Entries supplied:
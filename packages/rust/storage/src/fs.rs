//! Filesystem-backed artifact store.

use std::path::{Path, PathBuf};

use tracing::debug;

use tepdiag_shared::{Result, TepError};

use crate::ArtifactStore;

/// Stores artifacts as files under a root directory.
///
/// Relative keys resolve against the root; absolute keys are used as-is.
/// Writes go to a hidden temp file first and are renamed into place, so a
/// present file is always a complete one.
#[derive(Debug, Clone)]
pub struct FsStore {
    root: PathBuf,
}

impl FsStore {
    /// Create a store rooted at `root` (not created until the first write).
    pub fn new(root: impl Into<PathBuf>) -> Self {
        Self { root: root.into() }
    }

    /// Absolute location of `key`.
    pub fn resolve(&self, key: &Path) -> PathBuf {
        self.root.join(key)
    }
}

impl ArtifactStore for FsStore {
    fn exists(&self, key: &Path) -> bool {
        self.resolve(key).is_file()
    }

    fn load(&self, key: &Path) -> Result<Vec<u8>> {
        let path = self.resolve(key);
        match std::fs::read(&path) {
            Ok(bytes) => Ok(bytes),
            Err(e) if e.kind() == std::io::ErrorKind::NotFound => Err(TepError::missing(key)),
            Err(e) => Err(TepError::io(path, e)),
        }
    }

    fn save(&self, key: &Path, bytes: &[u8]) -> Result<()> {
        let target = self.resolve(key);
        let parent = target
            .parent()
            .ok_or_else(|| TepError::validation(format!("invalid artifact key {key:?}")))?;
        std::fs::create_dir_all(parent).map_err(|e| TepError::io(parent, e))?;

        let file_name = target
            .file_name()
            .ok_or_else(|| TepError::validation(format!("invalid artifact key {key:?}")))?
            .to_string_lossy();
        let temp = parent.join(format!(".{file_name}.tmp"));

        std::fs::write(&temp, bytes).map_err(|e| TepError::io(&temp, e))?;
        std::fs::rename(&temp, &target).map_err(|e| TepError::io(&target, e))?;

        debug!(path = %target.display(), size = bytes.len(), "wrote artifact");
        Ok(())
    }
}

#[cfg(test)]
mod tests {
    use super::*;

    fn temp_dir() -> PathBuf {
        let dir = std::env::temp_dir().join(format!("tep-fs-store-test-{}", uuid::Uuid::now_v7()));
        std::fs::create_dir_all(&dir).unwrap();
        dir
    }

    #[test]
    fn save_creates_parent_dirs() {
        let tmp = temp_dir();
        let store = FsStore::new(&tmp);
        let key = Path::new("processed/subsets/TEP_subset_N5.parquet");

        assert!(!store.exists(key));
        store.save(key, b"payload").unwrap();
        assert!(store.exists(key));
        assert!(tmp.join(key).is_file());
        assert_eq!(store.load(key).unwrap(), b"payload");

        let _ = std::fs::remove_dir_all(&tmp);
    }

    #[test]
    fn save_leaves_no_temp_files() {
        let tmp = temp_dir();
        let store = FsStore::new(&tmp);
        store.save(Path::new("models/tep_detector.json"), b"{}").unwrap();
        store.save(Path::new("models/tep_detector.json"), b"{\"v\":2}").unwrap();

        for entry in std::fs::read_dir(tmp.join("models")).unwrap() {
            let name = entry.unwrap().file_name().to_string_lossy().to_string();
            assert!(!name.starts_with('.'), "temp file left behind: {name}");
        }
        assert_eq!(
            store.load(Path::new("models/tep_detector.json")).unwrap(),
            b"{\"v\":2}"
        );

        let _ = std::fs::remove_dir_all(&tmp);
    }

    #[test]
    fn absolute_keys_bypass_root() {
        let tmp = temp_dir();
        let store = FsStore::new("/definitely/not/here");
        let key = tmp.join("abs.bin");
        store.save(&key, b"x").unwrap();
        assert!(key.is_file());
        assert!(store.exists(&key));

        let _ = std::fs::remove_dir_all(&tmp);
    }

    #[test]
    fn missing_key_is_missing_artifact() {
        let tmp = temp_dir();
        let store = FsStore::new(&tmp);
        let err = store.load(Path::new("nope.parquet")).unwrap_err();
        assert!(matches!(err, TepError::MissingArtifact { .. }));

        let _ = std::fs::remove_dir_all(&tmp);
    }
}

Task item: Would you write out the listing above exactly, in full?

Solution to this task:
filename packages/rust/storage/src/fs.rs
//! Filesystem-backed artifact store.

use std::path::{Path, PathBuf};

use tracing::debug;

use tepdiag_shared::{Result, TepError};

use crate::ArtifactStore;

/// Stores artifacts as files under a root directory.
///
/// Relative keys resolve against the root; absolute keys are used as-is.
/// Writes go to a hidden temp file first and are renamed into place, so a
/// present file is always a complete one.
#[derive(Debug, Clone)]
pub struct FsStore {
    root: PathBuf,
}

impl FsStore {
    /// Create a store rooted at `root` (not created until the first write).
    pub fn new(root: impl Into<PathBuf>) -> Self {
        Self { root: root.into() }
    }

    /// Absolute location of `key`.
    pub fn resolve(&self, key: &Path) -> PathBuf {
        self.root.join(key)
    }
}

impl ArtifactStore for FsStore {
    fn exists(&self, key: &Path) -> bool {
        self.resolve(key).is_file()
    }

    fn load(&self, key: &Path) -> Result<Vec<u8>> {
        let path = self.resolve(key);
        match std::fs::read(&path) {
            Ok(bytes) => Ok(bytes),
            Err(e) if e.kind() == std::io::ErrorKind::NotFound => Err(TepError::missing(key)),
            Err(e) => Err(TepError::io(path, e)),
        }
    }

    fn save(&self, key: &Path, bytes: &[u8]) -> Result<()> {
        let target = self.resolve(key);
        let parent = target
            .parent()
            .ok_or_else(|| TepError::validation(format!("invalid artifact key {key:?}")))?;
        std::fs::create_dir_all(parent).map_err(|e| TepError::io(parent, e))?;

        let file_name = target
            .file_name()
            .ok_or_else(|| TepError::validation(format!("invalid artifact key {key:?}")))?
            .to_string_lossy();
        let temp = parent.join(format!(".{file_name}.tmp"));

        std::fs::write(&temp, bytes).map_err(|e| TepError::io(&temp, e))?;
        std::fs::rename(&temp, &target).map_err(|e| TepError::io(&target, e))?;

        debug!(path = %target.display(), size = bytes.len(), "wrote artifact");
        Ok(())
    }
}

#[cfg(test)]
mod tests {
    use super::*;

    fn temp_dir() -> PathBuf {
        let dir = std::env::temp_dir().join(format!("tep-fs-store-test-{}", uuid::Uuid::now_v7()));
        std::fs::create_dir_all(&dir).unwrap();
        dir
    }

    #[test]
    fn save_creates_parent_dirs() {
        let tmp = temp_dir();
        let store = FsStore::new(&tmp);
        let key = Path::new("processed/subsets/TEP_subset_N5.parquet");

        assert!(!store.exists(key));
        store.save(key, b"payload").unwrap();
        assert!(store.exists(key));
        assert!(tmp.join(key).is_file());
        assert_eq!(store.load(key).unwrap(), b"payload");

        let _ = std::fs::remove_dir_all(&tmp);
    }

    #[test]
    fn save_leaves_no_temp_files() {
        let tmp = temp_dir();
        let store = FsStore::new(&tmp);
        store.save(Path::new("models/tep_detector.json"), b"{}").unwrap();
        store.save(Path::new("models/tep_detector.json"), b"{\"v\":2}").unwrap();

        for entry in std::fs::read_dir(tmp.join("models")).unwrap() {
            let name = entry.unwrap().file_name().to_string_lossy().to_string();
            assert!(!name.starts_with('.'), "temp file left behind: {name}");
        }
        assert_eq!(
            store.load(Path::new("models/tep_detector.json")).unwrap(),
            b"{\"v\":2}"
        );

        let _ = std::fs::remove_dir_all(&tmp);
    }

    #[test]
    fn absolute_keys_bypass_root() {
        let tmp = temp_dir();
        let store = FsStore::new("/definitely/not/here");
        let key = tmp.join("abs.bin");
        store.save(&key, b"x").unwrap();
        assert!(key.is_file());
        assert!(store.exists(&key));

        let _ = std::fs::remove_dir_all(&tmp);
    }

    #[test]
    fn missing_key_is_missing_artifact() {
        let tmp = temp_dir();
        let store = FsStore::new(&tmp);
        let err = store.load(Path::new("nope.parquet")).unwrap_err();
        assert!(matches!(err, TepError::MissingArtifact { .. }));

        let _ = std::fs::remove_dir_all(&tmp);
    }
}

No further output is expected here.